One of the few areas where Google can’t seem to get its ducks in a row is instant messaging. There currently appears to be an enormous mess among the trio of services Hangouts, Allo, and Duo, with users left wondering what role is being played by each. We’re going to try to shed some light on the subject by explaining the current situation of each app and what it does.
Like an ex-girlfriend who won’t go away despite Google’s efforts to ghost her because all Google’s friends still love her. Hangouts remains one of the best tools Google has come out with. At the moment you can use Hangouts to chat in real time with contacts from your Google account, send files, and make voice calls. Plus it can still technically be used on Android as your default SMS app, but given the misunderstandings generated by unifying text messages with IMs they decided to relegate this service to Android Messages, whose future also appears quite dark.

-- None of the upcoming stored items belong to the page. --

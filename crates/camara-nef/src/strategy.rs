// SPDX-FileCopyrightText: 2026 Camara Bridge Contributors
// SPDX-License-Identifier: MIT OR Apache-2.0

//! Backend strategy trait and the settings every NEF-style backend shares.
//!
//! A strategy supplies the backend-specific pieces of the subscription
//! builder: profile mapping, validation and enrichment hooks. The builder owns
//! the order in which they run.

use camara_core::identity::AddressPolicy;
use camara_core::types::{
    BackendAdapterConfig, CreateSession, LocationRetrievalRequest, TrafficInfluence,
};
use camara_core::{BridgeError, CapabilitySet};

use crate::schemas::{AsSessionWithQosSubscription, MonitoringEventSubscription, TrafficInfluSub};
use crate::subscriber::UeIdentityEndpoints;
use crate::translate::PlaceholderArea;

/// Where location reports are delivered when the backend does not override it.
pub const DEFAULT_LOCATION_NOTIFICATION_URL: &str = "http://127.0.0.1:8001";

pub const MONITORING_TYPE_LOCATION: &str = "LOCATION_REPORTING";

pub const LOCATION_TYPE_LAST_KNOWN: &str = "LAST_KNOWN_LOCATION";

/// Exposure API URLs of one backend.
#[derive(Debug, Clone, PartialEq, Eq)]
pub struct NefEndpoints {
    qod_base: String,
    ti_base: String,
    location_base: String,
    service_id: String,
}

impl NefEndpoints {
    /// All three APIs served from the same base URL.
    pub fn new(base_url: &str, service_id: &str) -> Self {
        let base = base_url.trim_end_matches('/').to_string();
        Self {
            qod_base: base.clone(),
            ti_base: base.clone(),
            location_base: base,
            service_id: service_id.to_string(),
        }
    }

    pub fn with_qod_base(mut self, base: &str) -> Self {
        self.qod_base = base.trim_end_matches('/').to_string();
        self
    }

    pub fn with_ti_base(mut self, base: &str) -> Self {
        self.ti_base = base.trim_end_matches('/').to_string();
        self
    }

    pub fn with_location_base(mut self, base: &str) -> Self {
        self.location_base = base.trim_end_matches('/').to_string();
        self
    }

    pub fn service_id(&self) -> &str {
        &self.service_id
    }

    pub fn qod_subscriptions(&self) -> String {
        format!(
            "{}/3gpp-as-session-with-qos/v1/{}/subscriptions",
            self.qod_base, self.service_id
        )
    }

    pub fn qod_subscription(&self, id: &str) -> String {
        format!("{}/{id}", self.qod_subscriptions())
    }

    pub fn ti_subscriptions(&self) -> String {
        format!(
            "{}/3gpp-traffic-influence/v1/{}/subscriptions",
            self.ti_base, self.service_id
        )
    }

    pub fn ti_subscription(&self, id: &str) -> String {
        format!("{}/{id}", self.ti_subscriptions())
    }

    pub fn location_subscriptions(&self) -> String {
        format!(
            "{}/3gpp-monitoring-event/v1/{}/subscriptions",
            self.location_base, self.service_id
        )
    }
}

/// Settings shared by every NEF-style strategy.
#[derive(Debug, Clone, PartialEq)]
pub struct NefSettings {
    pub endpoints: NefEndpoints,
    pub location_notification_url: String,
    pub placeholder: PlaceholderArea,
}

impl NefSettings {
    /// Reads the common settings from an adapter config.
    ///
    /// Recognized extras: `location_notification_url` and `fallback_location`
    /// (`"lat,lon"`).
    pub fn from_config(config: &BackendAdapterConfig) -> Result<Self, BridgeError> {
        let placeholder = match config.extra("fallback_location") {
            Some(raw) => PlaceholderArea::parse(raw)?,
            None => PlaceholderArea::default(),
        };
        Ok(Self {
            endpoints: NefEndpoints::new(config.base(), &config.service_id),
            location_notification_url: config
                .extra_or("location_notification_url", DEFAULT_LOCATION_NOTIFICATION_URL),
            placeholder,
        })
    }
}

/// A static QoS-profile lookup table.
#[derive(Debug, Clone, Copy, PartialEq, Eq)]
pub struct ProfileTable(pub &'static [(&'static str, u32)]);

impl ProfileTable {
    pub fn get(&self, profile: &str) -> Option<u32> {
        self.0
            .iter()
            .find(|(name, _)| *name == profile)
            .map(|(_, id)| *id)
    }

    pub fn names(&self) -> Vec<&'static str> {
        self.0.iter().map(|(name, _)| *name).collect()
    }

    /// Validation failure listing the supported profiles, or `Ok` when `profile` is known.
    pub fn check(&self, backend: &str, profile: &str) -> Result<u32, BridgeError> {
        self.get(profile).ok_or_else(|| {
            BridgeError::validation(
                backend,
                format!(
                    "unsupported qosProfile `{profile}`, supported: {}",
                    self.names().join(", ")
                ),
            )
        })
    }
}

/// Inputs available to the QoD enrichment hook.
#[derive(Debug, Clone, Copy)]
pub struct QodContext<'a> {
    pub request: &'a CreateSession,
    /// Device address after identity resolution and any address-space coercion.
    pub device_address: &'a str,
    pub server_address: &'a str,
    /// The backend id the profile mapped to.
    pub profile_id: u32,
}

/// Inputs available to the traffic-influence enrichment hook.
#[derive(Debug, Clone, Copy)]
pub struct TrafficInfluenceContext<'a> {
    pub request: &'a TrafficInfluence,
    pub device_address: &'a str,
}

/// Backend-specific behavior plugged into the subscription builder.
///
/// `validate`, `enrich` and `map_profile` are required; the traffic-influence
/// and location hooks default to no-ops for backends that need nothing extra.
pub trait BackendStrategy: Send + Sync + 'static {
    /// Backend name used in errors and logs.
    fn name(&self) -> &str;

    fn capabilities(&self) -> &CapabilitySet;

    fn settings(&self) -> &NefSettings;

    fn endpoints(&self) -> &NefEndpoints {
        &self.settings().endpoints
    }

    /// IPv4 allocation policy for simulated backends.
    fn address_policy(&self) -> Option<&AddressPolicy> {
        None
    }

    /// Maps a QoS profile name to the backend id. `None` means unsupported.
    fn map_profile(&self, profile: &str) -> Option<u32>;

    /// Rejects QoD requests the backend cannot serve.
    fn validate(&self, request: &CreateSession) -> Result<(), BridgeError>;

    /// Adds or overrides backend-specific QoD fields.
    fn enrich(
        &self,
        subscription: &mut AsSessionWithQosSubscription,
        ctx: &QodContext<'_>,
    ) -> Result<(), BridgeError>;

    fn validate_traffic_influence(&self, _request: &TrafficInfluence) -> Result<(), BridgeError> {
        Ok(())
    }

    fn enrich_traffic_influence(
        &self,
        _subscription: &mut TrafficInfluSub,
        _ctx: &TrafficInfluenceContext<'_>,
    ) -> Result<(), BridgeError> {
        Ok(())
    }

    fn validate_location(&self, _request: &LocationRetrievalRequest) -> Result<(), BridgeError> {
        Ok(())
    }

    /// Backend-specific monitoring-event skeleton.
    ///
    /// The default identifies the device by MSISDN and asks for the last known location.
    fn location_subscription(
        &self,
        request: &LocationRetrievalRequest,
    ) -> MonitoringEventSubscription {
        MonitoringEventSubscription {
            msisdn: msisdn_of(request),
            notification_destination: self.settings().location_notification_url.clone(),
            monitoring_type: MONITORING_TYPE_LOCATION.to_string(),
            location_type: Some(LOCATION_TYPE_LAST_KNOWN.to_string()),
            ..MonitoringEventSubscription::default()
        }
    }

    /// Base URL of the simulator OAM API, for backends declaring `core_control`.
    fn oam_base(&self) -> Option<&str> {
        None
    }

    /// UE identity service, for backends declaring `device_status` or
    /// `number_verification`.
    fn ue_identity(&self) -> Option<&UeIdentityEndpoints> {
        None
    }
}

/// The device phone number without its leading `+`.
pub fn msisdn_of(request: &LocationRetrievalRequest) -> Option<String> {
    request
        .device
        .as_ref()?
        .phone_number
        .as_deref()
        .map(|p| p.trim_start_matches('+').to_string())
}

#[cfg(test)]
mod tests {
    use super::*;

    #[test]
    fn endpoints_follow_3gpp_paths() {
        let endpoints = NefEndpoints::new("http://nef:8080/", "af-1");
        assert_eq!(
            endpoints.qod_subscriptions(),
            "http://nef:8080/3gpp-as-session-with-qos/v1/af-1/subscriptions"
        );
        assert_eq!(
            endpoints.ti_subscription("abc"),
            "http://nef:8080/3gpp-traffic-influence/v1/af-1/subscriptions/abc"
        );
        assert_eq!(
            endpoints.location_subscriptions(),
            "http://nef:8080/3gpp-monitoring-event/v1/af-1/subscriptions"
        );
    }

    #[test]
    fn per_api_bases_override() {
        let endpoints =
            NefEndpoints::new("http://nef:8080", "nef").with_qod_base("http://localhost:8100/");
        assert!(endpoints.qod_subscription("1").starts_with("http://localhost:8100/3gpp"));
        assert!(endpoints.ti_subscriptions().starts_with("http://nef:8080/"));
    }

    #[test]
    fn profile_table_check_lists_supported() {
        let table = ProfileTable(&[("qos-e", 3), ("qos-s", 4)]);
        assert_eq!(table.check("open5gs", "qos-s").unwrap(), 4);
        let err = table.check("open5gs", "qos-x").unwrap_err();
        assert!(err.to_string().contains("supported: qos-e, qos-s"), "got: {err}");
    }

    #[test]
    fn settings_read_extras() {
        let config = BackendAdapterConfig::new("http://nef", "af")
            .with_extra("location_notification_url", "http://sink:9000/loc")
            .with_extra("fallback_location", "41.38,2.17");
        let settings = NefSettings::from_config(&config).unwrap();
        assert_eq!(settings.location_notification_url, "http://sink:9000/loc");
        assert_eq!(settings.placeholder.center.latitude, 41.38);
    }

    #[test]
    fn msisdn_strips_plus() {
        let request = LocationRetrievalRequest {
            device: Some(camara_core::types::Device {
                phone_number: Some("+34600000001".into()),
                ..Default::default()
            }),
            ..Default::default()
        };
        assert_eq!(msisdn_of(&request).as_deref(), Some("34600000001"));
    }
}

Google’s plan is to relegate Hangouts to the business world, but the truth is that at the moment that appears a very complicated task. In fact, they’re still trying to get rid of the properly antiquated Google Talk, having recently announced that they’ll no longer offer the service from June 26 onwards. What will definitively shut down on April 25 is the use of the external Hangouts API, meaning that third-party apps that use it will stop working. But Hangouts itself can still be used both on Android and from the web version with no problems.
An obvious failure due to the impossibility of changing deep-rooted communication habits among users – but still a failure that’s hard to digest considering that for a while now it’s been included as the default IM tool on devices of Android stock.
We’re talking here about the umpteenth IM app decorated with some flourishes to give it a “youthful” touch: stickers, line drawings, and such tried-and-true features as the option to change the font size to suggest you’re shouting or whispering. The only really attractive thing about it is its integration with Google Assistant.
Allo’s sister app is in charge of video, allowing users to easily make video calls, though just yesterday a new feature rolled out to allow audio-only calls too.
Considering that WhatsApp and Facebook Messenger already let you make these kinds of calls, what is the point of separating chat and calling into two different apps? If it’s already a stretch for users to adopt one new chat app, why in the world would Google think it’s a good idea to make them use two? They may have been taking a stab at replicating iMessage and FaceTime, but it’s not like Android is a closed ecosystem like Apple’s is nor is it particularly fertile ground for copying the same formulas.